Marie-Annick Mathieu, « Mam » pour ses amies et camarades

Ses obsèques ont eu lieu au Père-Lachaise le vendredi 22 septembre. Elle était, comme plusieurs d’entre nous, une femme de la génération du baby-boom pour qui mai 1968 a été un accélérateur de politisation et d’engagement militant. Elle participa à tous les grands mouvements sociaux jusqu’à celui de 2016 compris. 

Elle fut militante de la LCR jusqu’en 2009, puis du NPA qu’elle quitta en 2010, en raison, notamment, de son désaccord avec la décision de présenter une femme voilée sur la liste régionale du Vaucluse. Féministe convaincue, elle fut intimement liée au courant « Féministe lutte de classes ».

Une ténacité à toute épreuve

Mam et sa petite silhouette, nous aimions bien la retrouver dans les manifestations ou chez elle, comme nous l’avons fait pendant deux ans pour écrire notre livre collectif sur l’histoire de notre revue1 les Cahiers du féminisme, revue dont l’édition a mobilisé nos énergies pendant 20 ans, entre 1977 et 1998. 

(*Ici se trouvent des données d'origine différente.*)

impl State {
    fn check(&self, table: Table) -> Result<()> {
        if self.failing.contains(&table) {
            return Err(Error::Store(format!("{} unavailable", table.as_str())));
        }
        Ok(())
    }

    /// Whether another current entity of the same user holds `entity`'s
    /// normalized name. `except` is ignored in addition to `entity` itself.
    fn name_taken(&self, entity: &Entity, except: Option<&str>) -> bool {
        let name = entity.normalized_name();
        self.entities.values().any(|e| {
            e.id != entity.id
                && Some(e.id.as_str()) != except
                && e.user_id == entity.user_id
                && e.is_current()
                && e.normalized_name() == name
        })
    }
}

#[derive(Default)]
pub struct InMemoryStore {
    state: RwLock<State>,
}

impl InMemoryStore {
    pub fn new() -> Self {
        Self::default()
    }

    /// Make every operation on `table` fail with a store error.
    pub async fn fail_table(&self, table: Table) {
        self.state.write().await.failing.insert(table);
    }

    pub async fn heal_table(&self, table: Table) {
        self.state.write().await.failing.remove(&table);
    }

    /// Every fact row for a user, any status or version.
    pub async fn all_facts(&self, user_id: &str) -> Vec<Fact> {
        let state = self.state.read().await;
        let mut facts: Vec<Fact> = state
            .facts
            .values()
            .filter(|f| f.user_id == user_id)
            .cloned()
            .collect();
        facts.sort_by(|a, b| a.created_at.cmp(&b.created_at).then_with(|| a.id.cmp(&b.id)));
        facts
    }

    /// Every entity row for a user, any status or version.
    pub async fn all_entities(&self, user_id: &str) -> Vec<Entity> {
        let state = self.state.read().await;
        let mut entities: Vec<Entity> = state
            .entities
            .values()
            .filter(|e| e.user_id == user_id)
            .cloned()
            .collect();
        entities.sort_by(|a, b| a.created_at.cmp(&b.created_at).then_with(|| a.id.cmp(&b.id)));
        entities
    }
}
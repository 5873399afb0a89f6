//! Service layer for Mirror.
//!
//! Contains the retrieval pipeline and the memory lifecycle:
//! - Classifier (task type, mentioned entities, topics)
//! - Strategy (per-task retrieval plans)
//! - Retrieval (concurrent category fetches with graceful degradation)
//! - Scoring (composite relevance over similarity, importance, recency, access)
//! - Graph (bounded breadth-first expansion)
//! - Context (prompt block and audit list)
//! - Extraction (candidate records from the extraction collaborator)
//! - Lifecycle (ADD/UPDATE/DELETE/NOOP decisions, sweeps, note cascade)
//! - Decay (importance decay and staleness)
//! - Embeddings (vector provider boundary)

pub mod classifier;
pub mod context;
pub mod decay;
pub mod embeddings;
pub mod extraction;
pub mod graph;
pub mod lifecycle;
pub mod retrieval;
pub mod scoring;
pub mod strategy;

pub use classifier::{classify, HeuristicExtractor, TaskType, TextExtractor};
pub use context::{ContextAssembler, ContextItemType, ContextUsed, FormattedContext, RetrievalContext};
pub use embeddings::{EmbeddingProvider, HashEmbeddingProvider};
pub use extraction::{ExtractionResult, MemoryExtractor};
pub use graph::{GraphResult, GraphService};
pub use lifecycle::{
    CascadePlan, DecisionProvider, IngestReport, LifecycleManager, MemoryOperation,
    OperationRecord, RuleBasedDecider, SweepReport, UpdateStrategy,
};
pub use retrieval::{RetrievalEngine, RetrievalRequest, RetrievalResult};
pub use scoring::{RelevanceScorer, ScoreOptions, ScoredCandidate};
pub use strategy::{strategy_for, Strategy, SubStrategy};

Dans notre équipe Mam avait une place particulière : elle était d’un pessimisme radical qu’elle compensait par une ténacité à toute épreuve, une fois qu’elle était engagée dans un projet ou une action quels qu’ils soient. C’était une militante à qui on pouvait faire confiance. Elle acceptait toutes les tâches du militantisme au quotidien. 

Elle préférait le militantisme à la base et se méfiait des appareils, aussi petits soient-ils. 

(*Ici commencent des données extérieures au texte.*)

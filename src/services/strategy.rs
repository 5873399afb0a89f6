//! Static retrieval strategies per task type.

use serde::{Deserialize, Serialize};

use super::classifier::TaskType;

/// How one memory category is fetched.
#[derive(Debug, Clone, Copy, PartialEq, Eq, Hash, Serialize, Deserialize)]
#[serde(rename_all = "snake_case")]
pub enum SubStrategy {
    /// Skip the category
    None,
    MentionedOnly,
    /// Mentioned entities plus their direct graph neighbours
    MentionedPlusRelated,
    TopByImportance,
    /// People the user leans on, by mention frequency
    SupportiveRelationships,
    /// People, narrowed to mentioned names when there are any
    RelevantPeople,
    /// Every fact for the mentioned entities
    AllForEntity,
    /// Confidence >= 0.6
    Relevant,
    /// Confidence >= 0.7
    HighConfidence,
    Recent,
    /// Semantic match when an embedding provider is present
    BroadSearch,
    /// Title/category match on mentioned names and topics
    TopicMatch,
}

impl SubStrategy {
    pub fn as_str(&self) -> &'static str {
        match self {
            SubStrategy::None => "none",
            SubStrategy::MentionedOnly => "mentioned_only",
            SubStrategy::MentionedPlusRelated => "mentioned_plus_related",
            SubStrategy::TopByImportance => "top_by_importance",
            SubStrategy::SupportiveRelationships => "supportive_relationships",
            SubStrategy::RelevantPeople => "relevant_people",
            SubStrategy::AllForEntity => "all_for_entity",
            SubStrategy::Relevant => "relevant",
            SubStrategy::HighConfidence => "high_confidence",
            SubStrategy::Recent => "recent",
            SubStrategy::BroadSearch => "broad_search",
            SubStrategy::TopicMatch => "topic_match",
        }
    }
}

impl std::fmt::Display for SubStrategy {
    fn fmt(&self, f: &mut std::fmt::Formatter<'_>) -> std::fmt::Result {
        write!(f, "{}", self.as_str())
    }
}

/// Sub-strategy and result cap for one category.
#[derive(Debug, Clone, Copy, PartialEq, Eq, Serialize, Deserialize)]
pub struct CategoryPlan {
    pub sub: SubStrategy,
    pub limit: usize,
}

impl CategoryPlan {
    pub const fn new(sub: SubStrategy, limit: usize) -> Self {
        Self { sub, limit }
    }

    pub const fn skip() -> Self {
        Self {
            sub: SubStrategy::None,
            limit: 0,
        }
    }

    pub fn is_enabled(&self) -> bool {
        self.sub != SubStrategy::None && self.limit > 0
    }
}

/// Which categories to retrieve for a task, and how.
///
/// Behaviors are always loaded; their plan only carries the cap.
#[derive(Debug, Clone, PartialEq, Eq, Serialize, Deserialize)]
pub struct Strategy {
    pub task_type: TaskType,
    pub entities: CategoryPlan,
    pub facts: CategoryPlan,
    pub notes: CategoryPlan,
    pub patterns: CategoryPlan,
    pub behaviors: CategoryPlan,
}

impl Strategy {
    /// Clamp every cap to `max`.
    pub fn capped(mut self, max: usize) -> Self {
        for plan in [
            &mut self.entities,
            &mut self.facts,
            &mut self.notes,
            &mut self.patterns,
            &mut self.behaviors,
        ] {
            plan.limit = plan.limit.min(max);
        }
        self
    }
}

/// Look up the strategy for a task type.
pub fn strategy_for(task_type: TaskType) -> Strategy {
    use SubStrategy::{
        AllForEntity, BroadSearch, HighConfidence, MentionedOnly, MentionedPlusRelated, Recent,
        Relevant, RelevantPeople, SupportiveRelationships, TopByImportance, TopicMatch,
    };

    let plan = CategoryPlan::new;
    let (entities, facts, notes, patterns, behaviors) = match task_type {
        TaskType::Decision => (
            plan(MentionedPlusRelated, 10),
            plan(Relevant, 20),
            plan(TopicMatch, 5),
            plan(HighConfidence, 5),
            plan(MentionedPlusRelated, 10),
        ),
        TaskType::Emotional => (
            plan(SupportiveRelationships, 5),
            plan(HighConfidence, 10),
            plan(Recent, 5),
            plan(HighConfidence, 5),
            plan(MentionedPlusRelated, 10),
        ),
        TaskType::Relationship => (
            plan(RelevantPeople, 10),
            plan(AllForEntity, 20),
            plan(TopicMatch, 5),
            plan(HighConfidence, 3),
            plan(MentionedPlusRelated, 10),
        ),
        TaskType::Planning => (
            plan(MentionedOnly, 5),
            plan(Relevant, 15),
            plan(Recent, 10),
            CategoryPlan::skip(),
            plan(MentionedPlusRelated, 5),
        ),
        TaskType::Reflection => (
            plan(TopByImportance, 10),
            plan(HighConfidence, 15),
            plan(Recent, 10),
            plan(HighConfidence, 10),
            plan(MentionedPlusRelated, 10),
        ),
        TaskType::Exploration => (
            plan(BroadSearch, 15),
            plan(Relevant, 20),
            plan(BroadSearch, 10),
            plan(Recent, 5),
            plan(MentionedPlusRelated, 5),
        ),
        TaskType::KnowledgeQuery => (
            plan(MentionedOnly, 5),
            plan(AllForEntity, 30),
            plan(TopicMatch, 5),
            CategoryPlan::skip(),
            plan(MentionedPlusRelated, 5),
        ),
        TaskType::General => (
            plan(MentionedPlusRelated, 5),
            plan(Relevant, 10),
            plan(Recent, 3),
            plan(HighConfidence, 3),
            plan(MentionedPlusRelated, 5),
        ),
    };
    Strategy {
        task_type,
        entities,
        facts,
        notes,
        patterns,
        behaviors,
    }
}

/// Look up a strategy by task label. Unknown labels get the general
/// strategy.
pub fn strategy_for_label(label: &str) -> Strategy {
    strategy_for(TaskType::from_str(label).unwrap_or(TaskType::General))
}

/// The fallback strategy.
pub fn default_strategy() -> Strategy {
    strategy_for(TaskType::General)
}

Chaque numéro de la revue était le fruit d’un travail et d’un débat collectifs. Mais dans la fabrication des Cahiers, Mam n’hésitait pas, avec son amie Anne-Marie, à prolonger encore nos week-ends et soirées de travail pour finaliser les dernières corrections ou trouver les dernières illustrations manquantes. Elle acceptait également de se confronter à la mauvaise volonté de certains militants, pour qui les Cahiers du féminisme, ce n’était pas une priorité. Sa vigilance, sur ce terrain, était toujours en éveil et elle prit très mal, comme nous toutes, la déclaration d’un militant du même âge que nous, qui lui fit comprendre que nous devions céder la place à une nouvelle génération de féministes qu’il espérait sans doute moins récalcitrantes que nous-mêmes. Nous abordions alors la cinquantaine. 

Militante… mais pas seulement

Pour la rédaction des Cahiers, elle suivit les combats menés par les militantes féministes et syndicalistes, notamment à la CGT dont elle était membre, pour faire reconnaître la légitimité de leur action. Elle connaissait de l’intérieur cette question : en 1973, elle avait participé activement à la création du Groupe femmes finances, où elle travaillait, et à la mise sur pied de la Coordination des groupes femmes d’entreprise sur la région parisienne. Elle rejoignit également le « club Flora Tristan », qui rassembla, après 1982 et pendant quelques années, des responsables féministes de la CGT comme Chantale Rogerat, des chercheuses comme Danièle Kergoat et des militantes du mouvement féministe, après le licenciement par la direction confédérale de la CGT de l’équipe d’Antoinette jugée trop féministe, trop unitaire, trop critique face à la répression en Pologne. C’était notre spécialiste de la question de la précarisation du travail des femmes, par le temps partiel et les contre-réformes successives du travail mises en place par le gouvernement Mitterrand et la droite, depuis le début des années 1980. Après le grand mouvement social de 1995, elle participa à la commission femmes d’Agir contre le chômage (AC !) et s’impliqua dans l’animation du Collectif national pour les droits des femmes.

Mais son intérêt ne se limitait pas au domaine du travail et du syndicalisme. Elle fut de celles dans notre équipe qui partirent en reportage, dans les quartiers populaires, pour recueillir la parole des jeunes femmes trop souvent invisibilisées dans la réflexion militante et les articles de la grande presse.

Sur le plan international, sa solidarité avec la lutte des féministes du Maghreb, notamment avec les féministes algériennes dans les années 1990, puis avec les Tunisiennes lors du printemps arabe, déboucha sur des amitiés solides. 

Mam avait toujours une place particulière car elle était à l’écoute et la confidente d’amies ou de militantes d’horizons très différents. 

Mam n’était pas seulement une militante. Elle aimait les voyages, la randonnée, le théâtre, la musique et l’opéra en particulier, et la bonne bouffe avec ses copains et copines.

Elle va nous manquer beaucoup, beaucoup.

L’équipe des Cahiers du féminisme

 

  • 1. Dans le tourbillon du féminisme et de la lutte des classes (1977-1998), publié en 2011 par les éditons Syllepse.